All day long, Quin Bailey had been waiting for the storm to hit, calling in ambulance crews to be at the ready in the downtown Tuscaloosa, Ala., emergency medical company where he serves as a dispatcher and driver.

It was busy work, so he hardly noticed the dark clouds bearing down until he glanced out the window sometime after 3 p.m. and saw debris flying everywhere.

“Usually tornadoes go north of the river or south of Skyland Boulevard, but this is the first time we’ve had one drive right through the center of the city,” the 26-year-old said.

After 30 minutes huddled in the safe haven of the bathroom, Bailey and a colleague headed out in one of NorthStar EMS’s ambulance vans — white with an orange stripe — in response to calls several miles away on Interstate 359.

A couple of miles of empty highway suddenly gave way to a scene of pure chaos. Cars were strewed everywhere — flipped onto their roofs, tossed in ditches, dropped up the hillside. Buildings looked like they had been sliced through by a can opener, their siding flung all over the four lanes of highway. A long length of uprooted chain-link fencing blocked two lanes like a coil of barbed wire.

A dazed UPS driver was one of the first people Bailey saw.

“He had gotten to an underpass just in time and got out of his vehicle,” Bailey said. “His truck was picked up and then dropped all the way on the other side of the interstate.”

Tornadoes are common enough in Tuscaloosa that people know what to do when the tornado siren sounds. Many of them had huddled beneath the underpass as the tornado roared by, and now they emerged, lucid, for the most part, but injured.

Packing three at a time into the ambulance, Bailey and his partner raced down the wrong side of the highway to evade the chain-link coil and began to make the first of several trips to DCH Regional Medical Center.

“The hospital was organized chaos,” he said. “There were beds in the hallways, nurses and doctors everywhere.
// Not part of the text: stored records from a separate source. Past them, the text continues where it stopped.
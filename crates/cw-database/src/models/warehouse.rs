/*
 *
 *
 *
 *
 * MIT License
 * Copyright (c) 2025. Dwight J. Browne
 * dwight[-at-]dwightjbrowne[-dot-]com
 *
 *
 * Permission is hereby granted, free of charge, to any person obtaining a copy
 * of this software and associated documentation files (the "Software"), to deal
 * in the Software without restriction, including without limitation the rights
 * to use, copy, modify, merge, publish, distribute, sublicense, and/or sell
 * copies of the Software, and to permit persons to whom the Software is
 * furnished to do so, subject to the following conditions:
 *
 * The above copyright notice and this permission notice shall be included in all
 * copies or substantial portions of the Software.
 *
 * THE SOFTWARE IS PROVIDED "AS IS", WITHOUT WARRANTY OF ANY KIND, EXPRESS OR
 * IMPLIED, INCLUDING BUT NOT LIMITED TO THE WARRANTIES OF MERCHANTABILITY,
 * FITNESS FOR A PARTICULAR PURPOSE AND NONINFRINGEMENT. IN NO EVENT SHALL THE
 * AUTHORS OR COPYRIGHT HOLDERS BE LIABLE FOR ANY CLAIM, DAMAGES OR OTHER
 * LIABILITY, WHETHER IN AN ACTION OF CONTRACT, TORT OR OTHERWISE, ARISING FROM,
 * OUT OF OR IN CONNECTION WITH THE SOFTWARE OR THE USE OR OTHER DEALINGS IN THE
 * SOFTWARE.
 */

//! Insert models for the dimensional warehouse

use chrono::{NaiveDate, NaiveDateTime};
use diesel::prelude::*;
use serde::{Deserialize, Serialize};

use crate::schema::{
  blockchain_info, correlations_dim, crypto_dim, crypto_info, date_dim, fact_table,
  sentiment_dim, technical_indicators,
};

// ===== date_dim =====
#[derive(Insertable, Debug, Clone, PartialEq, Eq, Serialize, Deserialize)]
#[diesel(table_name = date_dim)]
pub struct NewDateDim {
  /// Canonical `%Y-%m-%d %H:%M:%S` rendering of the source timestamp
  pub ts: String,
  pub day: i32,
  pub month: i32,
  pub year: i32,
  pub hour: i32,
  pub day_of_week: String,
  pub week: i32,
}

// ===== crypto_info =====
#[derive(Insertable, Debug, Clone, PartialEq, Serialize, Deserialize)]
#[diesel(table_name = crypto_info)]
pub struct NewCryptoInfo {
  pub symbol: String,
  pub launch_date: NaiveDate,
  pub ath_price: f64,
  pub ath_date: NaiveDate,
  pub total_supply: i64,
}

// ===== blockchain_info =====
#[derive(Insertable, Debug, Clone, PartialEq, Serialize, Deserialize)]
#[diesel(table_name = blockchain_info)]
pub struct NewBlockchainInfo {
  pub ts: NaiveDateTime,
  pub symbol: String,
  pub hashrate: f64,
  pub tps: f64,
  pub total_trans: i64,
}

// ===== technical_indicators =====
#[derive(Insertable, Debug, Clone, PartialEq, Serialize, Deserialize)]
#[diesel(table_name = technical_indicators)]
pub struct NewTechnicalIndicator {
  pub ts: NaiveDateTime,
  pub coin: String,
  pub rsi: f64,
  pub sma: f64,
  pub ema: f64,
}

// ===== correlations_dim =====
#[derive(Insertable, Debug, Clone, PartialEq, Serialize, Deserialize)]
#[diesel(table_name = correlations_dim)]
pub struct NewCorrelation {
  pub ts: NaiveDateTime,
  pub gold_price: Option<f64>,
  pub interest_rate: Option<f64>,
  pub stocks_price: Option<f64>,
}

// ===== sentiment_dim =====
#[derive(Insertable, Debug, Clone, PartialEq, Serialize, Deserialize)]
#[diesel(table_name = sentiment_dim)]
pub struct NewSentimentDim {
  pub ts: NaiveDateTime,
  pub score: f64,
  pub sentiment: String,
}

// ===== crypto_dim =====
#[derive(Insertable, Debug, Clone, PartialEq, Serialize, Deserialize)]
#[diesel(table_name = crypto_dim)]
pub struct NewCryptoDim {
  pub ts: NaiveDateTime,
  pub coin: String,
  pub open: f64,
  pub high: f64,
  pub low: f64,
  pub close: f64,
  pub volume: f64,
  pub market_cap: f64,
  pub price_change: f64,
  pub price_change_perc: f64,
  pub market_cap_change: f64,
  pub market_cap_change_perc: f64,
}

// ===== fact_table =====
#[derive(Insertable, Debug, Clone, PartialEq, Serialize, Deserialize)]
#[diesel(table_name = fact_table)]
pub struct NewFactRow {
  pub ts: NaiveDateTime,
  pub coin: String,
  pub price: f64,
  pub dominance: Option<f64>,
  pub exchange_rate: Option<f64>,
  pub price_change_perc: f64,
}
We would just get the patient off the stretcher and onto a gurney, give a brief report, grab fresh linens and head out again.”
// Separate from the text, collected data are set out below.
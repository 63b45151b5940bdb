/*
 *
 *
 *
 *
 * MIT License
 * Copyright (c) 2025. Dwight J. Browne
 * dwight[-at-]dwightjbrowne[-dot-]com
 *
 *
 * Permission is hereby granted, free of charge, to any person obtaining a copy
 * of this software and associated documentation files (the "Software"), to deal
 * in the Software without restriction, including without limitation the rights
 * to use, copy, modify, merge, publish, distribute, sublicense, and/or sell
 * copies of the Software, and to permit persons to whom the Software is
 * furnished to do so, subject to the following conditions:
 *
 * The above copyright notice and this permission notice shall be included in all
 * copies or substantial portions of the Software.
 *
 * THE SOFTWARE IS PROVIDED "AS IS", WITHOUT WARRANTY OF ANY KIND, EXPRESS OR
 * IMPLIED, INCLUDING BUT NOT LIMITED TO THE WARRANTIES OF MERCHANTABILITY,
 * FITNESS FOR A PARTICULAR PURPOSE AND NONINFRINGEMENT. IN NO EVENT SHALL THE
 * AUTHORS OR COPYRIGHT HOLDERS BE LIABLE FOR ANY CLAIM, DAMAGES OR OTHER
 * LIABILITY, WHETHER IN AN ACTION OF CONTRACT, TORT OR OTHERWISE, ARISING FROM,
 * OUT OF OR IN CONNECTION WITH THE SOFTWARE OR THE USE OR OTHER DEALINGS IN THE
 * SOFTWARE.
 */

//! Extractors: time-scoped reads from the staging store.
//!
//! An empty result is a normal outcome and is logged, never raised. Store
//! failures propagate so the cycle can attribute them to a domain.

pub mod blockchain;
pub mod coins;
pub mod correlation;
pub mod date;
pub mod fact;
pub mod indicators;
pub mod metadata;
pub mod sentiment;

use chrono::NaiveDateTime;
use cw_database::models::CryptoQuote;

pub use blockchain::extract_blockchain;
pub use coins::extract_coins;
pub use correlation::extract_correlations;
pub use date::extract_latest_timestamp;
pub use fact::extract_facts;
pub use indicators::extract_close_series;
pub use metadata::crypto_metadata;
pub use sentiment::extract_sentiment;

/// One sentiment text with the time it was collected
#[derive(Debug, Clone, PartialEq)]
pub struct SentimentRecord {
  pub ts: NaiveDateTime,
  pub content: String,
}

/// A quote together with the oldest quote of the same coin in the preceding 24 hours
#[derive(Debug, Clone, PartialEq)]
pub struct CoinSnapshot {
  pub quote: CryptoQuote,
  pub baseline: Option<CryptoQuote>,
}

/// Inputs of one `fact_table` row before the change is computed
#[derive(Debug, Clone, PartialEq)]
pub struct FactInput {
  pub ts: NaiveDateTime,
  pub coin: String,
  pub price: f64,
  pub dominance: Option<f64>,
  pub exchange_rate: Option<f64>,
  pub baseline_price: Option<f64>,
}
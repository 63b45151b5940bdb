use cw_database::StagingStore;
use tracing::{debug, info};

use super::SentimentRecord;
use crate::{CycleContext, EtlResult};

/// Texts collected inside the window. Rows with no content carry nothing to
/// score and are skipped.
pub fn extract_sentiment(
  store: &mut dyn StagingStore,
  ctx: &CycleContext,
) -> EtlResult<Vec<SentimentRecord>> {
  let rows = store.sentiment_since(ctx.window_start()?)?;
  let total = rows.len();

  let records: Vec<SentimentRecord> = rows
    .into_iter()
    .filter_map(|row| {
      row
        .content
        .filter(|c| !c.trim().is_empty())
        .map(|content| SentimentRecord { ts: row.created_at, content })
    })
    .collect();

  if total > records.len() {
    debug!("Skipped {} sentiment rows without content", total - records.len());
  }
  if records.is_empty() {
    info!("No sentiment data in the last {} minutes", ctx.settings.window_minutes);
  }
  Ok(records)
}

#[cfg(test)]
mod tests {
  use super::*;
  use crate::test_support::{context, MockStaging};
  use cw_database::models::SentimentText;
  use cw_database::StoreError;

  #[test]
  fn test_extract_skips_empty_content() {
    let ctx = context();
    let now = ctx.now;
    let mut store = MockStaging::new();
    store.expect_sentiment_since().times(1).returning(move |since| {
      assert_eq!(since, now - chrono::TimeDelta::minutes(4));
      Ok(vec![
        SentimentText { created_at: now, content: Some("bullish".into()) },
        SentimentText { created_at: now, content: None },
        SentimentText { created_at: now, content: Some("   ".into()) },
      ])
    });

    let records = extract_sentiment(&mut store, &ctx).unwrap();
    assert_eq!(records, vec![SentimentRecord { ts: now, content: "bullish".into() }]);
  }

  #[test]
  fn test_store_failure_propagates() {
    let ctx = context();
    let mut store = MockStaging::new();
    store
      .expect_sentiment_since()
      .returning(|_| Err(StoreError::QueryError("relation \"sentiment\" does not exist".into())));

    assert!(extract_sentiment(&mut store, &ctx).is_err());
  }
}
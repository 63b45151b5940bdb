/*
 *
 *
 *
 *
 * MIT License
 * Copyright (c) 2025. Dwight J. Browne
 * dwight[-at-]dwightjbrowne[-dot-]com
 *
 *
 * Permission is hereby granted, free of charge, to any person obtaining a copy
 * of this software and associated documentation files (the "Software"), to deal
 * in the Software without restriction, including without limitation the rights
 * to use, copy, modify, merge, publish, distribute, sublicense, and/or sell
 * copies of the Software, and to permit persons to whom the Software is
 * furnished to do so, subject to the following conditions:
 *
 * The above copyright notice and this permission notice shall be included in all
 * copies or substantial portions of the Software.
 *
 * THE SOFTWARE IS PROVIDED "AS IS", WITHOUT WARRANTY OF ANY KIND, EXPRESS OR
 * IMPLIED, INCLUDING BUT NOT LIMITED TO THE WARRANTIES OF MERCHANTABILITY,
 * FITNESS FOR A PARTICULAR PURPOSE AND NONINFRINGEMENT. IN NO EVENT SHALL THE
 * AUTHORS OR COPYRIGHT HOLDERS BE LIABLE FOR ANY CLAIM, DAMAGES OR OTHER
 * LIABILITY, WHETHER IN AN ACTION OF CONTRACT, TORT OR OTHERWISE, ARISING FROM,
 * OUT OF OR IN CONNECTION WITH THE SOFTWARE OR THE USE OR OTHER DEALINGS IN THE
 * SOFTWARE.
 */

//! Process tracking for monitoring ETL domains
//! In-memory only; one entry per domain run

use crate::{EtlError, EtlResult};
use chrono::{DateTime, Utc};
use std::sync::{Arc, Mutex, MutexGuard};

#[derive(Debug, Clone, Copy, PartialEq, Eq)]
pub enum ProcessState {
  Running,
  Success,
  Failed,
}

#[derive(Debug, Clone)]
pub struct ProcessInfo {
  pub process_name: String,
  pub start_time: DateTime<Utc>,
  pub end_time: Option<DateTime<Utc>>,
  pub state: ProcessState,
  pub error_message: Option<String>,
  pub records_processed: Option<usize>,
}

/// In-memory process tracker; clones share the same log
#[derive(Clone, Default)]
pub struct ProcessTracker {
  processes: Arc<Mutex<Vec<ProcessInfo>>>,
}

impl ProcessTracker {
  pub fn new() -> Self {
    Self::default()
  }

  fn lock(&self) -> EtlResult<MutexGuard<'_, Vec<ProcessInfo>>> {
    self.processes.lock().map_err(|e| EtlError::ProcessTrackingError(e.to_string()))
  }

  pub fn start(&self, process_name: &str) -> EtlResult<()> {
    let mut processes = self.lock()?;
    processes.push(ProcessInfo {
      process_name: process_name.to_string(),
      start_time: Utc::now(),
      end_time: None,
      state: ProcessState::Running,
      error_message: None,
      records_processed: None,
    });
    Ok(())
  }

  pub fn succeed(&self, records: usize) -> EtlResult<()> {
    self.finish(ProcessState::Success, Some(records), None)
  }

  pub fn fail(&self, error: &EtlError) -> EtlResult<()> {
    self.finish(ProcessState::Failed, None, Some(error.to_string()))
  }

  fn finish(
    &self,
    state: ProcessState,
    records: Option<usize>,
    error_message: Option<String>,
  ) -> EtlResult<()> {
    let mut processes = self.lock()?;
    if let Some(last) = processes.last_mut() {
      last.state = state;
      last.end_time = Some(Utc::now());
      last.records_processed = records;
      last.error_message = error_message;
    }
    Ok(())
  }

  pub fn get_all(&self) -> Vec<ProcessInfo> {
    self.lock().map(|p| p.clone()).unwrap_or_default()
  }

  /// Number of tracked runs that ended in `state`
  pub fn count(&self, state: ProcessState) -> usize {
    self.lock().map(|p| p.iter().filter(|info| info.state == state).count()).unwrap_or(0)
  }
}

#[cfg(test)]
mod tests {
  use super::*;

  #[test]
  fn test_start_and_succeed() {
    let tracker = ProcessTracker::new();
    tracker.start("sentiment").unwrap();
    tracker.succeed(12).unwrap();

    let all = tracker.get_all();
    assert_eq!(all.len(), 1);
    assert_eq!(all[0].process_name, "sentiment");
    assert_eq!(all[0].state, ProcessState::Success);
    assert_eq!(all[0].records_processed, Some(12));
    assert!(all[0].end_time.is_some());
  }

  #[test]
  fn test_failure_records_message() {
    let tracker = ProcessTracker::new();
    tracker.start("fact").unwrap();
    tracker.fail(&EtlError::StagingError("timeout".into())).unwrap();

    let all = tracker.get_all();
    assert_eq!(all[0].state, ProcessState::Failed);
    assert_eq!(all[0].error_message.as_deref(), Some("Staging store error: timeout"));
    assert_eq!(tracker.count(ProcessState::Failed), 1);
    assert_eq!(tracker.count(ProcessState::Success), 0);
  }

  #[test]
  fn test_clones_share_state() {
    let tracker = ProcessTracker::new();
    let other = tracker.clone();
    other.start("date").unwrap();
    assert_eq!(tracker.get_all().len(), 1);
    assert_eq!(tracker.count(ProcessState::Running), 1);
  }

  #[test]
  fn test_finish_without_start_is_noop() {
    let tracker = ProcessTracker::new();
    tracker.succeed(3).unwrap();
    assert!(tracker.get_all().is_empty());
  }
}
With the I-359 mayhem under control, Bailey’s ambulance roared off to the Alberta City neighborhood.

“It looked like a bomb went off,” Bailey said. “Normally when you go over the bridge, you see churches and businesses and people’s homes. There was nothing.”
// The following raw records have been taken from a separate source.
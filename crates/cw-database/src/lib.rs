pub mod connection;
pub mod ddl;
pub mod models;
pub mod repository;
pub mod schema;
pub mod staging;
pub mod warehouse;

// Re-export commonly used items
pub use connection::{establish_staging, open_warehouse, WarehouseConnection};
pub use repository::{StagingStore, StoreError, StoreResult, Warehouse};
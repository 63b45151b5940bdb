use cw_database::StagingStore;
use tracing::info;

use crate::transform::TimestampInput;
use crate::{CycleContext, EtlResult};

/// Timestamp of the most recent crypto quote, when it falls inside the window
pub fn extract_latest_timestamp(
  store: &mut dyn StagingStore,
  ctx: &CycleContext,
) -> EtlResult<Option<TimestampInput>> {
  let since = ctx.window_start()?;
  match store.latest_crypto_timestamp()? {
    None => {
      info!("No crypto quotes yet; nothing to add to the date dimension");
      Ok(None)
    }
    Some(latest) if latest < since => {
      info!("Latest crypto quote at {} predates the window; no new date row", latest);
      Ok(None)
    }
    Some(latest) => Ok(Some(TimestampInput::Structured(latest))),
  }
}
Downed power lines formed deadly spider webs of wires, and debris everywhere made it slow going, so finally they simply turned into a parking lot and waited.

“The sounds of the siren and the flashing lights brought people to us,” he said. “There was elderly. There was young. They brought somebody up who they said a house had collapsed on him. The ones that were too badly injured to walk were carried up on pieces of wood or doors.”

The hospital was rapidly filling to the point of overflowing, and as night began to fall, they were told to head to nearby Holt, another hard-hit community.

On their way, they sped past Bailey’s house just behind the Midtown Village shopping center to find it sagging under the weight of two fallen trees.

“I just said, ‘Oh, man, there’s my house,’ ” he said.

The tornado’s fat footprint passed within a hundred yards of his doorstep, squashing everything in its path.

“I got off lucky, I guess,” he said.

By now, the streets were becoming clogged with cars. With phone lines and cellphone towers downed or out of commission, people rushed about to check on friends and property.

The sheriff had established a triage center in the gym at Holt Elementary School, where doctors dispatched the most seriously injured into Bailey’s ambulance.

Many suffered head injuries or broken bones, but all of the two dozen patients he carried to the hospital between late afternoon and midnight were conscious and, for the most part, lucid.

“I didn’t run into any of the dead or anyone who had lost somebody,” Bailey said. “We were prepared for this, but we’ve just never had one come right through the middle of the city before.”